━━━ SUPPLIED RECORDS

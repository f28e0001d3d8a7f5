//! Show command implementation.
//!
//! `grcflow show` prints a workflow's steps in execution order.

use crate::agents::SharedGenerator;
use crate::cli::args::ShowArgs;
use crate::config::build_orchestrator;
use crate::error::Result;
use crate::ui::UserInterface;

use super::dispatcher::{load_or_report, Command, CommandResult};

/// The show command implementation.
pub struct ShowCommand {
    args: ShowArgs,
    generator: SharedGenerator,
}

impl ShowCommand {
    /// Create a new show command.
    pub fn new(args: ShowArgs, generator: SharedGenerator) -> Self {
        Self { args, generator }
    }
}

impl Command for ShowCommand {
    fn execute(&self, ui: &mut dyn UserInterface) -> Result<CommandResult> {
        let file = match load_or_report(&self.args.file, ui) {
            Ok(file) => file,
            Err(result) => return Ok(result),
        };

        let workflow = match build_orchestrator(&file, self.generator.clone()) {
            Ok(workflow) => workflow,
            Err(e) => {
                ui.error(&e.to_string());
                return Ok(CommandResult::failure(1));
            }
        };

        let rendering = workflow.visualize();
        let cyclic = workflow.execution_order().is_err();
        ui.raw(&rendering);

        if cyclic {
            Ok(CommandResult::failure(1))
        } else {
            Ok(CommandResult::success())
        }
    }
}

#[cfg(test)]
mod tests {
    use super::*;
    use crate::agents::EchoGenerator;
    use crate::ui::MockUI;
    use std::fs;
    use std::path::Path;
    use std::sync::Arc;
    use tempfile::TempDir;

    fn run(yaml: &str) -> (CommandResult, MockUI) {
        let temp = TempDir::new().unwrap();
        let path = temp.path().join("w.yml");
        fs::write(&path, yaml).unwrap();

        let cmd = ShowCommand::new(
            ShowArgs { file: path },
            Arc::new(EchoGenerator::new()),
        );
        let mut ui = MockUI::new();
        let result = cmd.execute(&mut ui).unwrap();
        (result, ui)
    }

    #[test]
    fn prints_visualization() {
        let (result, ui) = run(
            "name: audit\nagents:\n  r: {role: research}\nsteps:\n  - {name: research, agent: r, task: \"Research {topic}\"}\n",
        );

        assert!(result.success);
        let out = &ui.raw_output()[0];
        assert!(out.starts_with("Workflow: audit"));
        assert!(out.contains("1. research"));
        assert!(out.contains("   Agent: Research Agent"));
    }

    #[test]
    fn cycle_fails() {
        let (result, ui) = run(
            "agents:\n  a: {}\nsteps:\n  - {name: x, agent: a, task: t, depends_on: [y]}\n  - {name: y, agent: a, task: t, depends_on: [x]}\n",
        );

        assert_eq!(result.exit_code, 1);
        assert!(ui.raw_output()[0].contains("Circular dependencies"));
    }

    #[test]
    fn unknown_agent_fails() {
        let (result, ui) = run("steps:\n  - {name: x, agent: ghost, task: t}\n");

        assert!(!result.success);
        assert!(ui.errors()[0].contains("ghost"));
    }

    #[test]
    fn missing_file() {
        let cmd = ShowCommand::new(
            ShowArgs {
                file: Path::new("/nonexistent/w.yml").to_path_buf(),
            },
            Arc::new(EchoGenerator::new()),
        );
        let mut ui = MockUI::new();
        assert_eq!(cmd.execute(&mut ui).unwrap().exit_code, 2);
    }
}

━━━━━━
━━━ SUPPLIED RECORDS

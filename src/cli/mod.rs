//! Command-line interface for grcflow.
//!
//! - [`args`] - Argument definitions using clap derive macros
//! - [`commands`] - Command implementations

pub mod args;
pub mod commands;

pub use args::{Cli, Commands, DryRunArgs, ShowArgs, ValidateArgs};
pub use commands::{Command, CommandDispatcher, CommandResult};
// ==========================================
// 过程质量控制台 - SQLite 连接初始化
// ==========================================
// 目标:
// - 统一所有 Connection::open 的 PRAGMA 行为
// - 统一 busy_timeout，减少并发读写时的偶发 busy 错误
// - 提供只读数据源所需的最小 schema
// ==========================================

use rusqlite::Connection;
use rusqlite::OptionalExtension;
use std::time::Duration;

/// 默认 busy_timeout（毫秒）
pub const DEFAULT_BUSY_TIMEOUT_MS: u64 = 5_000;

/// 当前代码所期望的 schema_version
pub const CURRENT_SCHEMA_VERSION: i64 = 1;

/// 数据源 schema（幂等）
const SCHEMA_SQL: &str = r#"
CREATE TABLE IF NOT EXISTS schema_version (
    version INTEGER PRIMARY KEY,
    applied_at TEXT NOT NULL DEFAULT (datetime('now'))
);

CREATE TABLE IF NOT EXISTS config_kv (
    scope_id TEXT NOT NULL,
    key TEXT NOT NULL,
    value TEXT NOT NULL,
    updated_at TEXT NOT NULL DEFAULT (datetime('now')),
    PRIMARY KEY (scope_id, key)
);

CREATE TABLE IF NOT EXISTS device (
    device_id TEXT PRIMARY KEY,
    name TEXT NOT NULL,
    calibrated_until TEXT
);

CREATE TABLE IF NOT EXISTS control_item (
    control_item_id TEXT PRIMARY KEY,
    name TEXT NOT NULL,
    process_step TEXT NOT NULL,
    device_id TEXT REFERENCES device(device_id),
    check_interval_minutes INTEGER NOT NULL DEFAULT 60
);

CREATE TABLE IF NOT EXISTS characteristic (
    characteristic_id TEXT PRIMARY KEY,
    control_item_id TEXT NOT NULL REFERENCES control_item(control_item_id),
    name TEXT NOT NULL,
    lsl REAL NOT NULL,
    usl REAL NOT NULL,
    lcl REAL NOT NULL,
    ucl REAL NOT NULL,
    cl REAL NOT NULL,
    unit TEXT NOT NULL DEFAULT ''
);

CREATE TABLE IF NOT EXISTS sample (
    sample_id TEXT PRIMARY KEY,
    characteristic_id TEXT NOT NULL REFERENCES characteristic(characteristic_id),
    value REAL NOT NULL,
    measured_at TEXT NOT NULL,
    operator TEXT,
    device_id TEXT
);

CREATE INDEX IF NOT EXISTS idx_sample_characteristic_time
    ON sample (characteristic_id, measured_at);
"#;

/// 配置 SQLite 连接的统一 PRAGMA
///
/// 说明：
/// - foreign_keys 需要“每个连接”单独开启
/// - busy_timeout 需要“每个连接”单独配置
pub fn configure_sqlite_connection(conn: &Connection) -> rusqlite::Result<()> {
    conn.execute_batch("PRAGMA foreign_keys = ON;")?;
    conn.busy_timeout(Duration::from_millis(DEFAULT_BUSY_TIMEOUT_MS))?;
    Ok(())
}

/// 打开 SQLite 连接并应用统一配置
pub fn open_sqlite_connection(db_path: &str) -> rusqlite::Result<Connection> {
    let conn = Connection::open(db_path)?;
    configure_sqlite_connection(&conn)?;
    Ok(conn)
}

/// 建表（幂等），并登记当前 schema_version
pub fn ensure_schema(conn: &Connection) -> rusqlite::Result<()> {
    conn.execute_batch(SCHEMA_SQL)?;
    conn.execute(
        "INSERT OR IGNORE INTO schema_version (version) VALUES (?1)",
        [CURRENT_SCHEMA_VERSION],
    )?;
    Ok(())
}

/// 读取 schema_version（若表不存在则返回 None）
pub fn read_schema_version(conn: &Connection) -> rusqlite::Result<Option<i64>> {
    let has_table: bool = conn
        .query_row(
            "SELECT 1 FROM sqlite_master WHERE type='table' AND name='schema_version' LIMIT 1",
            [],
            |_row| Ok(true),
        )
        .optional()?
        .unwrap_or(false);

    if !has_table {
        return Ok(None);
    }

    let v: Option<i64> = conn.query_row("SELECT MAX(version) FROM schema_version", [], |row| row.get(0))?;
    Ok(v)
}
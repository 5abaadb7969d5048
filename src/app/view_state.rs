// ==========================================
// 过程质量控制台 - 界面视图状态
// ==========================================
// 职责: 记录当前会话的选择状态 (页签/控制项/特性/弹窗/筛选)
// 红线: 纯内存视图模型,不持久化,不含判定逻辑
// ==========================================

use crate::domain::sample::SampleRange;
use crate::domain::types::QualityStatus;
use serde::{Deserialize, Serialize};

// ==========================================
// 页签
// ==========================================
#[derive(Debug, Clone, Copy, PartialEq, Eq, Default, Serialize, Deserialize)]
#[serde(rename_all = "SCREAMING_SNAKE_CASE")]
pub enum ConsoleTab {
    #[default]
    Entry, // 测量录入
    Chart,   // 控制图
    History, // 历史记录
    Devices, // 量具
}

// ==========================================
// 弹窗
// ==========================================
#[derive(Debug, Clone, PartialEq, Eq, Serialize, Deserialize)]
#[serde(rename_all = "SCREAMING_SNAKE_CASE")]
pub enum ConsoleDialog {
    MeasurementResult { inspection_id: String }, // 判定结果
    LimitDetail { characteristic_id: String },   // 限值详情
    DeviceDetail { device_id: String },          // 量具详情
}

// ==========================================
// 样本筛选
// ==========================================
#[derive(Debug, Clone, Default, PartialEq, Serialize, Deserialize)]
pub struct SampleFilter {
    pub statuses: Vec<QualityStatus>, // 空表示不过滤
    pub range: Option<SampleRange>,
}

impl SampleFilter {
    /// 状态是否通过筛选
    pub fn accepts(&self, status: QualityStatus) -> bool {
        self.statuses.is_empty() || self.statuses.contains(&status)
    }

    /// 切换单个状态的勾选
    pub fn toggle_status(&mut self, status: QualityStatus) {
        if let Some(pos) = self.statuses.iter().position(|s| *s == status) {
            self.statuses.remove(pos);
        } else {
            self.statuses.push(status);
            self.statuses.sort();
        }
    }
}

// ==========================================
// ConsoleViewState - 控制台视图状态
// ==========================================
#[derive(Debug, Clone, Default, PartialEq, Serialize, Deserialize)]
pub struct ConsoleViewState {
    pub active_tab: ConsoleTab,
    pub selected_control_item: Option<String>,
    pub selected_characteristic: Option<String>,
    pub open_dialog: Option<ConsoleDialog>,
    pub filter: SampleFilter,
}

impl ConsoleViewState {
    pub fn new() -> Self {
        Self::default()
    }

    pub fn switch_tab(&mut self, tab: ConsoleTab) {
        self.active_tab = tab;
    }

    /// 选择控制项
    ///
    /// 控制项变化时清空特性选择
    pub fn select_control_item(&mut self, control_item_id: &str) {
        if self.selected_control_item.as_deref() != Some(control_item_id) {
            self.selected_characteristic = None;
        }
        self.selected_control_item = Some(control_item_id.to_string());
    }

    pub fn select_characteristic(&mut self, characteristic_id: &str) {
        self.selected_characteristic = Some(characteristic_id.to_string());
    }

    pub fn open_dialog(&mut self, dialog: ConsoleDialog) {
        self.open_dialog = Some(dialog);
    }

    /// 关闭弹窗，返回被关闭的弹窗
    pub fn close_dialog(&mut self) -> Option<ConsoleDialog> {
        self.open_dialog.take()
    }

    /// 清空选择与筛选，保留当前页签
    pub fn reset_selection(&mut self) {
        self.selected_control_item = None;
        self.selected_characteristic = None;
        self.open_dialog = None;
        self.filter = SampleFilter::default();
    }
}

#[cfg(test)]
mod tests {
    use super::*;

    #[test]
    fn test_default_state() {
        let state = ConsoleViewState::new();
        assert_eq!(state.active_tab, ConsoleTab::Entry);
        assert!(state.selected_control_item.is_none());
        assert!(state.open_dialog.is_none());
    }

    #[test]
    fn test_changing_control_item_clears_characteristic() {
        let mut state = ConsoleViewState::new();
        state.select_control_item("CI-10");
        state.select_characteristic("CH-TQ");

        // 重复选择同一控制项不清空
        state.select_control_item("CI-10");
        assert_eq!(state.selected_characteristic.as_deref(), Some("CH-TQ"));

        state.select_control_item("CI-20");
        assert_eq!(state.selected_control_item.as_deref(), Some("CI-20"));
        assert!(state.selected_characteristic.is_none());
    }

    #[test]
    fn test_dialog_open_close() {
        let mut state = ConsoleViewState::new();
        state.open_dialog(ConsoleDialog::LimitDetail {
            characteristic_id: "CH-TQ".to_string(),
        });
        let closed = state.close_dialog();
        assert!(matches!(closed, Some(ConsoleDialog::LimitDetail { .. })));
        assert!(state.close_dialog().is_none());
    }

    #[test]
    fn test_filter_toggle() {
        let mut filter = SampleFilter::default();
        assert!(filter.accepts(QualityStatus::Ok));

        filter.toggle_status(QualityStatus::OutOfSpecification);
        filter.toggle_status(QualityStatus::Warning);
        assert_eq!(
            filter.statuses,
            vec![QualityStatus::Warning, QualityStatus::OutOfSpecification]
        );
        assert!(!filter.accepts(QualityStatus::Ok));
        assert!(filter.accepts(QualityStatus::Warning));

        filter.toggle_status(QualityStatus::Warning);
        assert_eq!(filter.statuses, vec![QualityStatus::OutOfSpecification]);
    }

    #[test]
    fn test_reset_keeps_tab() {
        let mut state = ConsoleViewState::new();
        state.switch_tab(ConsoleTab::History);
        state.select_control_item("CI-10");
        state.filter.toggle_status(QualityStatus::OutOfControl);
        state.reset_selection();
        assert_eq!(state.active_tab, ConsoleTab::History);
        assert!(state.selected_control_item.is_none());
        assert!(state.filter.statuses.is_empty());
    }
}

━━━━━━

◆ **YOUR TASK**
In the records, find every line that has the string "domain" and copy it.

◆ **YOUR RESPONSE**
use crate::domain::sample::SampleRange;
use crate::domain::types::QualityStatus;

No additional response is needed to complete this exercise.